[Entries taken from a collection]
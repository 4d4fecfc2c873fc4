//! Settings store: connection profiles, the active connection and query
//! defaults.
//!
//! The store is read on every operation, so edits to a settings file take
//! effect without a restart.

use crate::db::AutoCommitPolicy;
use crate::error::{DbError, DbResult};
use crate::models::{ConnectionProfile, DEFAULT_ROW_LIMIT};
use serde::{Deserialize, Serialize};
use std::path::{Path, PathBuf};
use std::sync::RwLock;
use tracing::debug;

fn default_limit() -> u64 {
    DEFAULT_ROW_LIMIT
}

/// Everything the core reads from the settings store.
#[derive(Debug, Clone, PartialEq, Eq, Serialize, Deserialize)]
pub struct Settings {
    #[serde(default, skip_serializing_if = "Option::is_none")]
    pub active_connection: Option<String>,
    #[serde(default)]
    pub auto_commit: AutoCommitPolicy,
    /// 0 disables the automatic LIMIT
    #[serde(default = "default_limit")]
    pub default_limit: u64,
    #[serde(default)]
    pub connections: Vec<ConnectionProfile>,
}

impl Default for Settings {
    fn default() -> Self {
        Self {
            active_connection: None,
            auto_commit: AutoCommitPolicy::default(),
            default_limit: DEFAULT_ROW_LIMIT,
            connections: Vec::new(),
        }
    }
}

impl Settings {
    pub fn profile(&self, connection_id: &str) -> Option<&ConnectionProfile> {
        self.connections.iter().find(|p| p.id == connection_id)
    }
}

/// Backing storage for [`Settings`].
pub trait SettingsStore: Send + Sync + std::fmt::Debug {
    fn load(&self) -> DbResult<Settings>;

    fn save(&self, settings: &Settings) -> DbResult<()>;

    /// Record the active connection id (`None` clears it).
    fn set_active(&self, connection_id: Option<&str>) -> DbResult<()> {
        let mut settings = self.load()?;
        if let Some(id) = connection_id {
            if settings.profile(id).is_none() {
                return Err(DbError::profile_not_found(id));
            }
        }
        settings.active_connection = connection_id.map(String::from);
        self.save(&settings)
    }

    /// Delete a profile. Clears the active id if it pointed at it.
    fn remove_profile(&self, connection_id: &str) -> DbResult<ConnectionProfile> {
        let mut settings = self.load()?;
        let index = settings
            .connections
            .iter()
            .position(|p| p.id == connection_id)
            .ok_or_else(|| DbError::profile_not_found(connection_id))?;
        let removed = settings.connections.remove(index);
        if settings.active_connection.as_deref() == Some(connection_id) {
            settings.active_connection = None;
        }
        self.save(&settings)?;
        Ok(removed)
    }
}

/// JSON settings file. A missing file reads as default settings.
#[derive(Debug, Clone)]
pub struct FileSettings {
    path: PathBuf,
}

impl FileSettings {
    pub fn new(path: impl Into<PathBuf>) -> Self {
        Self { path: path.into() }
    }

    pub fn path(&self) -> &Path {
        &self.path
    }
}

impl SettingsStore for FileSettings {
    fn load(&self) -> DbResult<Settings> {
        let text = match std::fs::read_to_string(&self.path) {
            Ok(text) => text,
            Err(e) if e.kind() == std::io::ErrorKind::NotFound => {
                debug!(path = %self.path.display(), "Settings file missing; using defaults");
                return Ok(Settings::default());
            }
            Err(e) => {
                return Err(DbError::settings(format!(
                    "cannot read {}: {e}",
                    self.path.display()
                )));
            }
        };
        serde_json::from_str(&text)
            .map_err(|e| DbError::settings(format!("invalid {}: {e}", self.path.display())))
    }

    fn save(&self, settings: &Settings) -> DbResult<()> {
        let text = serde_json::to_string_pretty(settings)
            .map_err(|e| DbError::settings(e.to_string()))?;
        std::fs::write(&self.path, text)
            .map_err(|e| DbError::settings(format!("cannot write {}: {e}", self.path.display())))
    }
}

/// In-process settings, used for `--database` profiles and in tests.
#[derive(Debug, Default)]
pub struct MemorySettings {
    inner: RwLock<Settings>,
}

impl MemorySettings {
    pub fn new(settings: Settings) -> Self {
        Self {
            inner: RwLock::new(settings),
        }
    }
}

impl SettingsStore for MemorySettings {
    fn load(&self) -> DbResult<Settings> {
        self.inner
            .read()
            .map(|s| s.clone())
            .map_err(|_| DbError::internal("settings lock poisoned"))
    }

    fn save(&self, settings: &Settings) -> DbResult<()> {
        let mut inner = self
            .inner
            .write()
            .map_err(|_| DbError::internal("settings lock poisoned"))?;
        *inner = settings.clone();
        Ok(())
    }
}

■ **PROBLEM STATEMENT**
In this exercise, give every record above again exactly.

■ **ANSWER TO THIS PROBLEM**
repository 4d4fecfc2c873fc4
//! Settings store: connection profiles, the active connection and query
//! defaults.
//!
//! The store is read on every operation, so edits to a settings file take
//! effect without a restart.

use crate::db::AutoCommitPolicy;
use crate::error::{DbError, DbResult};
use crate::models::{ConnectionProfile, DEFAULT_ROW_LIMIT};
use serde::{Deserialize, Serialize};
use std::path::{Path, PathBuf};
use std::sync::RwLock;
use tracing::debug;

fn default_limit() -> u64 {
    DEFAULT_ROW_LIMIT
}

/// Everything the core reads from the settings store.
#[derive(Debug, Clone, PartialEq, Eq, Serialize, Deserialize)]
pub struct Settings {
    #[serde(default, skip_serializing_if = "Option::is_none")]
    pub active_connection: Option<String>,
    #[serde(default)]
    pub auto_commit: AutoCommitPolicy,
    /// 0 disables the automatic LIMIT
    #[serde(default = "default_limit")]
    pub default_limit: u64,
    #[serde(default)]
    pub connections: Vec<ConnectionProfile>,
}

impl Default for Settings {
    fn default() -> Self {
        Self {
            active_connection: None,
            auto_commit: AutoCommitPolicy::default(),
            default_limit: DEFAULT_ROW_LIMIT,
            connections: Vec::new(),
        }
    }
}

impl Settings {
    pub fn profile(&self, connection_id: &str) -> Option<&ConnectionProfile> {
        self.connections.iter().find(|p| p.id == connection_id)
    }
}

/// Backing storage for [`Settings`].
pub trait SettingsStore: Send + Sync + std::fmt::Debug {
    fn load(&self) -> DbResult<Settings>;

    fn save(&self, settings: &Settings) -> DbResult<()>;

    /// Record the active connection id (`None` clears it).
    fn set_active(&self, connection_id: Option<&str>) -> DbResult<()> {
        let mut settings = self.load()?;
        if let Some(id) = connection_id {
            if settings.profile(id).is_none() {
                return Err(DbError::profile_not_found(id));
            }
        }
        settings.active_connection = connection_id.map(String::from);
        self.save(&settings)
    }

    /// Delete a profile. Clears the active id if it pointed at it.
    fn remove_profile(&self, connection_id: &str) -> DbResult<ConnectionProfile> {
        let mut settings = self.load()?;
        let index = settings
            .connections
            .iter()
            .position(|p| p.id == connection_id)
            .ok_or_else(|| DbError::profile_not_found(connection_id))?;
        let removed = settings.connections.remove(index);
        if settings.active_connection.as_deref() == Some(connection_id) {
            settings.active_connection = None;
        }
        self.save(&settings)?;
        Ok(removed)
    }
}

/// JSON settings file. A missing file reads as default settings.
#[derive(Debug, Clone)]
pub struct FileSettings {
    path: PathBuf,
}

impl FileSettings {
    pub fn new(path: impl Into<PathBuf>) -> Self {
        Self { path: path.into() }
    }

    pub fn path(&self) -> &Path {
        &self.path
    }
}

impl SettingsStore for FileSettings {
    fn load(&self) -> DbResult<Settings> {
        let text = match std::fs::read_to_string(&self.path) {
            Ok(text) => text,
            Err(e) if e.kind() == std::io::ErrorKind::NotFound => {
                debug!(path = %self.path.display(), "Settings file missing; using defaults");
                return Ok(Settings::default());
            }
            Err(e) => {
                return Err(DbError::settings(format!(
                    "cannot read {}: {e}",
                    self.path.display()
                )));
            }
        };
        serde_json::from_str(&text)
            .map_err(|e| DbError::settings(format!("invalid {}: {e}", self.path.display())))
    }

    fn save(&self, settings: &Settings) -> DbResult<()> {
        let text = serde_json::to_string_pretty(settings)
            .map_err(|e| DbError::settings(e.to_string()))?;
        std::fs::write(&self.path, text)
            .map_err(|e| DbError::settings(format!("cannot write {}: {e}", self.path.display())))
    }
}

/// In-process settings, used for `--database` profiles and in tests.
#[derive(Debug, Default)]
pub struct MemorySettings {
    inner: RwLock<Settings>,
}

impl MemorySettings {
    pub fn new(settings: Settings) -> Self {
        Self {
            inner: RwLock::new(settings),
        }
    }
}

impl SettingsStore for MemorySettings {
    fn load(&self) -> DbResult<Settings> {
        self.inner
            .read()
            .map(|s| s.clone())
            .map_err(|_| DbError::internal("settings lock poisoned"))
    }

    fn save(&self, settings: &Settings) -> DbResult<()> {
        let mut inner = self
            .inner
            .write()
            .map_err(|_| DbError::internal("settings lock poisoned"))?;
        *inner = settings.clone();
        Ok(())
    }
}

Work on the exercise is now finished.